L’inventaire d’un phare est intéressant à lire. Les maisons sont bien équipées: cuisinières, frigos, congélateurs, chauffages, literie, draps et couvertures, postes télé, paraboles satellitaires, etc. Tout est fourni par l’administration (le ministère de la Défense) , des produits d’entretien aux fournitures de bureau. Grâce au taux journalier amélioré octroyé aux gardiens, ils peuvent passer commande de l’approvisionnement de leur choix. Pour les phares isolés, un ravitaillement est assuré chaque mois. Il y a de tout : fruits et légumes, lait, pâtes alimentaires, conserves, eau minérale, boissons gazeuses, jus, pain, etc. En prévision du mauvais temps qui empêcherait les opérations de ravitaillement, il faut recourir à la caisse de secours qui ne peut être ouverte que sur autorisation. En effet, lors de chaque ravitaillement, on tire des produits déjà conservés dans cette caisse et on les remplace par les nouveaux produits arrivés. Si on reçoit dix boîtes de concentré de tomates, on les place dans la caisse d’où on retire autant de boîtes qui y avaient été mises auparavant. Ainsi, la date limite de consommation est bien respectée.
Une pharmacie bien garnie est mise à la disposition des gardiens de phare et de leurs familles. Outre les trousses de secours, elle contient divers médicaments de premiers soins. Les médecins de garde peuvent être consultés à distance. En cas d’urgence, l’évacuation est organisée par vedette, voire par hélicoptère
«On finit par prendre le rythme, explique un gardien de phare. Pendant les dix premiers jours, on profite des légumes frais reçus pour faire la cuisine. Puis, on se rabat pendant les vingt jours suivants sur les pâtes et les conserves. On s’organise en conséquence. Sur nombre d’îles, il est très difficile de cultiver des légumes, la terre est rocheuse et le vent ne laisse rien pousser. Mais à terre, on peut être mieux loti et avoir des potagers». Dans l’inventaire, il y a aussi la boîte à outils : tout ce qu’il faut pour le bricolage, l’entretien électrique et mécanique, la menuiserie, la plomberie, la soudure, la peinture, les optiques, tout...

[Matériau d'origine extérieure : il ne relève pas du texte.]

// Copyright 2025 the Flick Authors
// SPDX-License-Identifier: Apache-2.0 OR MIT

/// A malformed [`CarouselConfig`](crate::CarouselConfig) or image collection,
/// rejected when the carousel is constructed.
#[derive(Clone, Debug, PartialEq, thiserror::Error)]
pub enum ConfigError {
    /// The image collection has no entries.
    #[error("image collection is empty")]
    EmptyCollection,
    /// The page-trigger threshold percentage is outside the open interval (0, 1).
    #[error("pan scroll trigger threshold percentage {0} is outside (0, 1)")]
    ThresholdOutOfRange(f64),
    /// The initial page does not exist.
    #[error("initial index {index} is out of range for {count} images")]
    InitialIndexOutOfRange {
        /// Requested initial page.
        index: usize,
        /// Number of images.
        count: usize,
    },
    /// A tile width or height override is not a positive finite number.
    #[error("tile {dimension} {value} must be positive and finite")]
    InvalidTileDimension {
        /// `"width"` or `"height"`.
        dimension: &'static str,
        /// Offending value.
        value: f64,
    },
    /// The tile margin is negative or not finite.
    #[error("tile margin {0} must be non-negative and finite")]
    InvalidMargin(f64),
    /// `max_scale` is not above 1 or `double_tap_scale` is outside `(1, max_scale]`.
    #[error("zoom levels are invalid: max scale {max_scale}, double tap scale {double_tap_scale}")]
    InvalidZoomLevels {
        /// Configured maximum scale.
        max_scale: f64,
        /// Configured double-tap scale.
        double_tap_scale: f64,
    },
    /// The side-effect queue cannot hold anything.
    #[error("effect capacity must be at least 1")]
    ZeroEffectCapacity,
}
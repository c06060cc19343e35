// Copyright 2025 the Flick Authors
// SPDX-License-Identifier: Apache-2.0 OR MIT

use kurbo::{Rect, Size};

use crate::transform::is_measurable;

/// Direction of a page turn along the horizontal paging axis.
#[derive(Clone, Copy, Debug, PartialEq, Eq, Hash)]
pub enum PageDirection {
    /// Towards the next (higher index) page.
    Forward,
    /// Towards the previous (lower index) page.
    Backward,
}

impl PageDirection {
    /// Signed page step: `+1` for forward, `-1` for backward.
    #[must_use]
    pub fn step(self) -> isize {
        match self {
            Self::Forward => 1,
            Self::Backward => -1,
        }
    }
}

/// Decides whether zoomed content has been dragged far enough past a
/// viewport edge to request a page turn.
///
/// `bounds` are the content bounds in tile-local coordinates and
/// `viewport_width` the width of the tile viewport.
///
/// - Forward when the content's trailing (right) edge has entered the
///   viewport by more than `threshold` pixels.
/// - Backward when the content's leading (left) edge has entered the
///   viewport by more than `threshold` pixels.
///
/// Forward is checked first. Returns `None` for degenerate bounds.
#[must_use]
pub fn page_turn_for_bounds(
    bounds: Rect,
    viewport_width: f64,
    threshold: f64,
) -> Option<PageDirection> {
    let width = bounds.width();
    if !(width > 0.0) || !(viewport_width > 0.0) {
        return None;
    }
    let leading_bound = 0.0;
    let trailing_bound = viewport_width - width;
    if bounds.x0 < trailing_bound - threshold {
        Some(PageDirection::Forward)
    } else if bounds.x0 > leading_bound + threshold {
        Some(PageDirection::Backward)
    } else {
        None
    }
}

/// Per-axis translation targets produced by [`spring_back_targets`].
///
/// `None` on an axis means the content already covers the viewport on that
/// axis and no correction is needed.
#[derive(Clone, Copy, Debug, Default, PartialEq)]
pub struct SpringBack {
    /// Target horizontal translation.
    pub x: Option<f64>,
    /// Target vertical translation.
    pub y: Option<f64>,
}

impl SpringBack {
    /// Returns `true` if neither axis needs a correction.
    #[must_use]
    pub fn is_empty(&self) -> bool {
        self.x.is_none() && self.y.is_none()
    }
}

/// Computes the translations that pull scaled content back over the viewport.
///
/// For each axis independently, if the content's near edge has moved inside
/// the viewport the target aligns it with the viewport's near edge; likewise
/// for the far edge. Because the content is scaled symmetrically about its
/// center, the aligning translation is half of the overflow,
/// `(content - viewport) / 2`, with the sign of the edge.
///
/// Content smaller than the viewport, or unmeasurable input, yields no
/// displacement on that axis.
#[must_use]
pub fn spring_back_targets(bounds: Rect, viewport: Size) -> SpringBack {
    if !is_measurable(viewport) {
        return SpringBack::default();
    }
    SpringBack {
        x: spring_axis(bounds.x0, bounds.width(), viewport.width),
        y: spring_axis(bounds.y0, bounds.height(), viewport.height),
    }
}

fn spring_axis(start: f64, len: f64, viewport_len: f64) -> Option<f64> {
    if !(len > 0.0) {
        return None;
    }
    let overflow = (len - viewport_len) * 0.5;
    if overflow < 0.0 {
        return None;
    }
    if start > 0.0 {
        Some(overflow)
    } else if start < viewport_len - len {
        Some(-overflow)
    } else {
        None
    }
}
//! i2cmux polling daemon.
//!
//! Opens one I2C bus, scans it once, then polls every configured device
//! until SIGINT or SIGTERM.

use anyhow::{Context, Result};
use clap::{App, Arg};
use std::time::Duration;
use tokio::signal::unix::{self, SignalKind};
use tokio::time;
use tokio_util::{sync::CancellationToken, task::TaskTracker};

use i2cmux::bus::Bus;
use i2cmux::config::Config;
use i2cmux::coordinator::{self, CoordinatorOptions};
use i2cmux::poller;
use i2cmux::tracing::{self, prelude::*};

#[tokio::main]
async fn main() -> Result<()> {
    tracing::init_journald_or_stdout();

    let matches = App::new("i2cmuxd")
        .version(env!("CARGO_PKG_VERSION"))
        .about("Poll devices on a shared I2C bus")
        .arg(
            Arg::with_name("config")
                .short("c")
                .long("config")
                .value_name("FILE")
                .help("Configuration file (JSON)")
                .takes_value(true),
        )
        .get_matches();

    let config = match matches.value_of("config") {
        Some(path) => Config::load_from(path),
        None => Config::load(),
    }
    .context("loading configuration")?;

    let bus = Bus::open(
        &config.bus.path,
        config.initial_address(),
        config.bus.kernel_recover_request,
        config.bus.options(),
    )
    .with_context(|| format!("opening {}", config.bus.path.display()))?;

    let (client, bus_thread) = coordinator::spawn(
        bus,
        CoordinatorOptions {
            timeout: config.bus.transaction_timeout(),
            queue_timeout: config.bus.queue_timeout(),
            background_priority: config.bus.background_priority,
        },
    )?;

    match client.scan_range().await {
        Ok(found) => {
            let listed: Vec<String> = found.iter().map(ToString::to_string).collect();
            info!(devices = ?listed, "Initial scan");
        }
        Err(e) => warn!(error = %e, "Initial scan failed"),
    }

    if config.devices.is_empty() {
        warn!("No devices configured; idling.");
    }

    let running = CancellationToken::new();
    let tracker = TaskTracker::new();
    for device in config.devices {
        tracker.spawn(poller::task(client.clone(), device, running.clone()));
    }
    tracker.close();
    // Pollers hold the remaining clients; the bus thread exits after them.
    drop(client);
    info!("Started.");

    let mut sigint = unix::signal(SignalKind::interrupt())?;
    let mut sigterm = unix::signal(SignalKind::terminate())?;
    tokio::select! {
        _ = sigint.recv() => {},
        _ = sigterm.recv() => {},
    }

    trace!("Shutting down.");
    running.cancel();
    tracker.wait().await;

    // A transaction hung in the kernel keeps the bus thread alive; don't
    // wait on it forever.
    let deadline = time::Instant::now() + Duration::from_secs(2);
    while !bus_thread.is_finished() && time::Instant::now() < deadline {
        time::sleep(Duration::from_millis(10)).await;
    }
    if bus_thread.is_finished() {
        let _ = bus_thread.join();
    } else {
        warn!("Bus thread still busy at exit");
    }
    info!("Exiting.");
    Ok(())
}
//! i2cmux: shared, rate-limited access to one I2C bus.
//!
//! Many logical devices share a single adapter. The [`bus::Bus`] engine
//! serializes and paces their transactions, splits long register reads into
//! safe block transfers, probes for devices and unsticks a frozen bus. The
//! [`coordinator`] puts the engine behind an async command queue for the
//! polling daemon.

pub mod bus;
pub mod config;
pub mod coordinator;
pub mod error;
pub mod hw_trait;
pub mod poller;
pub mod sched;
pub mod tracing;
pub mod transport;
pub mod types;
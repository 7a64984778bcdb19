//! Minimum spacing between bus transactions.
//!
//! Back-to-back transfers make the adapter raise interrupts in tight
//! clusters, which shows up as scheduling jitter for everything else on the
//! core. The limiter keeps the completion time of the last transaction and
//! makes the next one wait until the configured interval has passed. This is
//! pacing, not mutual exclusion: two threads sharing a limiter may still
//! overlap on the hardware, so the [`Bus`](super::Bus) that owns the adapter
//! is what serialises transactions.

use parking_lot::Mutex;
use std::thread;
use std::time::{Duration, Instant};

/// Default floor between the end of one transaction and the start of the
/// next.
pub const DEFAULT_MIN_INTERVAL: Duration = Duration::from_micros(250);

/// Tracks the last bus transaction on one physical bus.
///
/// Share it with `Arc` between every handle opened on the same adapter so
/// they pace against each other.
#[derive(Debug)]
pub struct RateLimiter {
    min_interval: Duration,
    last: Mutex<Option<Instant>>,
}

impl RateLimiter {
    pub fn new(min_interval: Duration) -> Self {
        Self {
            min_interval,
            last: Mutex::new(None),
        }
    }

    /// Configured minimum spacing.
    pub fn min_interval(&self) -> Duration {
        self.min_interval
    }

    /// Completion time of the most recent transaction, if any.
    pub fn last_completed(&self) -> Option<Instant> {
        *self.last.lock()
    }

    /// Block until the minimum interval since the last transaction has
    /// elapsed. Returns how long the caller was put to sleep.
    pub fn wait(&self) -> Duration {
        let remaining = match *self.last.lock() {
            Some(last) => self.min_interval.saturating_sub(last.elapsed()),
            None => Duration::ZERO,
        };
        if !remaining.is_zero() {
            thread::sleep(remaining);
        }
        remaining
    }

    /// Mark a transaction as completed now and give up the processor.
    pub fn record(&self) {
        *self.last.lock() = Some(Instant::now());
        thread::yield_now();
    }

    /// Run one transaction between [`wait`](Self::wait) and
    /// [`record`](Self::record). The completion is recorded whether the
    /// transaction succeeded or not; a NAK costs the bus as much as an ACK.
    pub fn pace<R>(&self, transaction: impl FnOnce() -> R) -> R {
        self.wait();
        let result = transaction();
        self.record();
        result
    }
}

impl Default for RateLimiter {
    fn default() -> Self {
        Self::new(DEFAULT_MIN_INTERVAL)
    }
}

Des équipes solitaires, mais solidaires
Faut-il une équipe si fournie ? «Oui, on doit être au moins quatre pour pouvoir jouer une partie de cartes, nous répond un gardien sur le ton de la boutade, mais la vraie raison est facile à comprendre. Le régime de travail nous accorde une belle récupération pour un mois en poste. Alors avec les congés et les récupérations, on est souvent à quatre. Mais, les tâches sont nombreuses. Il faut se relayer nuit et jour, sans discontinuité, et veiller à ce que le phare soit toujours allumé de nuit. Il y a aussi toutes les tâches d’entretien de l’optique, de la machinerie, et des bâtiments. Les phares sont très exposés aux phénomènes climatiques et aux effets de la mer. Nous devons tout le temps lutter contre la corrosion, repeindre, réparer et veiller à la bonne tenue de l’ensemble».

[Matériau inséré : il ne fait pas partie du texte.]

impl<T: SmbusTransport> Bus<T> {
    /// Wrap an open adapter with its own rate limiter.
    pub fn new(transport: T, initial: DeviceAddress, options: BusOptions) -> Result<Self> {
        let limiter = Arc::new(RateLimiter::new(options.min_interval));
        Self::with_limiter(transport, initial, options, limiter)
    }

    /// Wrap an open adapter, pacing against a limiter shared with other
    /// handles on the same physical bus.
    pub fn with_limiter(
        mut transport: T,
        initial: DeviceAddress,
        options: BusOptions,
        limiter: Arc<RateLimiter>,
    ) -> Result<Self> {
        transport.set_slave_address(initial.get()).map_err(|e| {
            error!(bus = %options.name, address = %initial, error = %e, "Failed to select initial device");
            e
        })?;

        let strategies = recovery::detect_strategies(&mut transport);
        let funcs = transport.functionality().ok();

        info!(
            bus = %options.name,
            address = %initial,
            min_interval_us = limiter.min_interval().as_micros() as u64,
            recovery = ?strategies,
            "I2C bus opened"
        );
        if let Some(funcs) = funcs {
            debug!(bus = %options.name, funcs = ?funcs.describe(), "Adapter functionality");
            if !funcs.contains(Functionality::SMBUS_QUICK) {
                warn!(bus = %options.name, "Adapter lacks SMBus quick; probes and recovery may fail");
            }
        }

        Ok(Self {
            transport: Some(transport),
            limiter,
            active: Some(initial.get()),
            strategies,
            settle_delay: options.settle_delay,
            name: options.name,
        })
    }

    /// Name used in log events.
    pub fn name(&self) -> &str {
        &self.name
    }

    /// Whether the handle is still usable.
    pub fn is_open(&self) -> bool {
        self.transport.is_some()
    }

    /// Release the adapter. Every later operation fails with
    /// [`Error::InvalidHandle`].
    pub fn close(&mut self) -> Result<()> {
        match self.transport.take() {
            Some(transport) => {
                drop(transport);
                self.active = None;
                info!(bus = %self.name, "I2C bus closed");
                Ok(())
            }
            None => Err(Error::InvalidHandle),
        }
    }

    /// The limiter pacing this handle.
    pub fn limiter(&self) -> &Arc<RateLimiter> {
        &self.limiter
    }

    /// Raw address currently selected on the adapter.
    pub fn active_address(&self) -> Option<u8> {
        self.active
    }

    /// Recovery strategies detected when the handle was opened, in the
    /// order they will be tried.
    pub fn recovery_strategies(&self) -> &[RecoveryStrategy] {
        &self.strategies
    }

    /// Select `address` as the target of subsequent raw reads and writes.
    pub fn switch_address(&mut self, address: DeviceAddress) -> Result<()> {
        self.select(address.get())?;
        debug!(bus = %self.name, address = %address, "Switched device address");
        Ok(())
    }

    /// Read one byte from register `reg`.
    pub fn read_byte(&mut self, address: DeviceAddress, reg: u8) -> Result<u8> {
        self.dispatch(address.get(), |t| t.smbus_read_byte_data(reg))
    }

    /// Write one byte to register `reg`.
    pub fn write_byte(&mut self, address: DeviceAddress, reg: u8, value: u8) -> Result<()> {
        self.dispatch(address.get(), |t| t.smbus_write_byte_data(reg, value))
    }

    /// Read a 16-bit word from register `reg`, in the byte order the
    /// driver delivers.
    pub fn read_word(&mut self, address: DeviceAddress, reg: u8) -> Result<u16> {
        self.dispatch(address.get(), |t| t.smbus_read_word_data(reg))
    }

    /// Write a 16-bit word to register `reg`.
    pub fn write_word(&mut self, address: DeviceAddress, reg: u8, value: u16) -> Result<()> {
        self.dispatch(address.get(), |t| t.smbus_write_word_data(reg, value))
    }

    /// Address-only write; succeeds iff the device acknowledged.
    pub fn quick_write(&mut self, address: DeviceAddress) -> Result<()> {
        self.dispatch(address.get(), |t| t.smbus_quick(Direction::Write))
    }

    /// Command-less single byte read, used as a presence probe.
    pub fn probe_read_byte(&mut self, address: DeviceAddress) -> Result<u8> {
        self.dispatch(address.get(), |t| t.smbus_read_byte())
    }

    /// Plain read of `len` bytes (1..=32) from the active device, bypassing
    /// SMBus framing. Meant for fetching a response after a command was
    /// sent with [`raw_write`](Self::raw_write). May return fewer bytes
    /// than asked; zero bytes is an error.
    pub fn raw_read(&mut self, len: usize) -> Result<Vec<u8>> {
        let mut buf = raw_buffer(len)?;
        let count = self.dispatch_active(|t| t.read(&mut buf))?;
        self.finish_raw_read(buf, count)
    }

    /// Like [`raw_read`](Self::raw_read), but selects `address` first. The
    /// switch and the read are one paced operation.
    pub fn raw_read_from(&mut self, address: DeviceAddress, len: usize) -> Result<Vec<u8>> {
        let mut buf = raw_buffer(len)?;
        let count = self.dispatch(address.get(), |t| t.read(&mut buf))?;
        self.finish_raw_read(buf, count)
    }

    /// Plain one-byte write to the active device.
    pub fn raw_write(&mut self, value: u8) -> Result<()> {
        let written = self.dispatch_active(|t| t.write(&[value]))?;
        check_written(written)
    }

    /// Plain one-byte write to `address`, switch and write paced together.
    pub fn raw_write_to(&mut self, address: DeviceAddress, value: u8) -> Result<()> {
        let written = self.dispatch(address.get(), |t| t.write(&[value]))?;
        check_written(written)
    }

    fn finish_raw_read(&self, mut buf: Vec<u8>, count: usize) -> Result<Vec<u8>> {
        if count == 0 {
            return Err(io::Error::new(io::ErrorKind::UnexpectedEof, "no bytes read").into());
        }
        buf.truncate(count);
        debug!(bus = %self.name, count, "Raw read");
        Ok(buf)
    }

    /// Adapter functionality. This is an ioctl, not bus traffic, so it is
    /// not paced.
    pub fn functionality(&mut self) -> Result<Functionality> {
        Ok(self.transport_mut()?.functionality()?)
    }

    fn transport_mut(&mut self) -> Result<&mut T> {
        self.transport.as_mut().ok_or(Error::InvalidHandle)
    }

    // Switch the adapter to a raw address, unpaced.
    fn select(&mut self, address: u8) -> Result<()> {
        let transport = self.transport_mut()?;
        transport.set_slave_address(address)?;
        self.active = Some(address);
        Ok(())
    }

    // One logical operation: address switch plus transaction, paced once.
    // A closed handle is rejected before the limiter is touched.
    fn dispatch<R>(
        &mut self,
        address: u8,
        transaction: impl FnOnce(&mut T) -> io::Result<R>,
    ) -> Result<R> {
        self.transport_mut()?;
        let limiter = Arc::clone(&self.limiter);
        let result = limiter.pace(|| -> Result<R> {
            self.select(address)?;
            trace!(bus = %self.name, address = format_args!("0x{:02X}", address), "Dispatch");
            Ok(transaction(self.transport_mut()?)?)
        });
        if let Err(e) = &result {
            trace!(bus = %self.name, address = format_args!("0x{:02X}", address), error = %e, "Transaction failed");
        }
        result
    }

    // Paced transaction on whatever address is already selected.
    fn dispatch_active<R>(&mut self, transaction: impl FnOnce(&mut T) -> io::Result<R>) -> Result<R> {
        let limiter = Arc::clone(&self.limiter);
        let transport = self.transport_mut()?;
        Ok(limiter.pace(|| transaction(transport))?)
    }
}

«Dans la nuit, côtoyant les dangers, le marin a besoin de votre feu, rappelle le manuel remis aux agents de phares. Votre feu doit réaliser exactement son caractère propre, sinon le marin risquerait de le confondre avec un autre feu. Vous auriez organisé la catastrophe!». Tout doit alors être nickel : les glaces de la lanterne et les anneaux de l’optique doivent être nettoyés de manière à briller comme du cristal. Le rythme des lumières doit être exact, sans jamais varier, etc.

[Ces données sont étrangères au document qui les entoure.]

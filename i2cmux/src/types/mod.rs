//! Small value types shared across the crate.

pub mod address;

pub use address::DeviceAddress;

C’est un métier qui est fondé sur la compétence, l’expérience et l’amour du métier, avec un sens aigu des responsabilités, l’esprit d’initiative et celui de l’observation, avec méthode et dans l’ordre. Chaque détail compte. L’amour du métier ? Kamel, qui a hérité de son père cette « mission » de gardien de phare, compte-t-il la transmettre à ses enfants ? «S’ils en veulent !, répond-il sans grand espoir. Mais d’autres jeunes prendront le relais sûrement!» Les phares, c’est plus qu’une mission, c’est une passion, affirment tous ceux qui sont dans les Phares et Balises.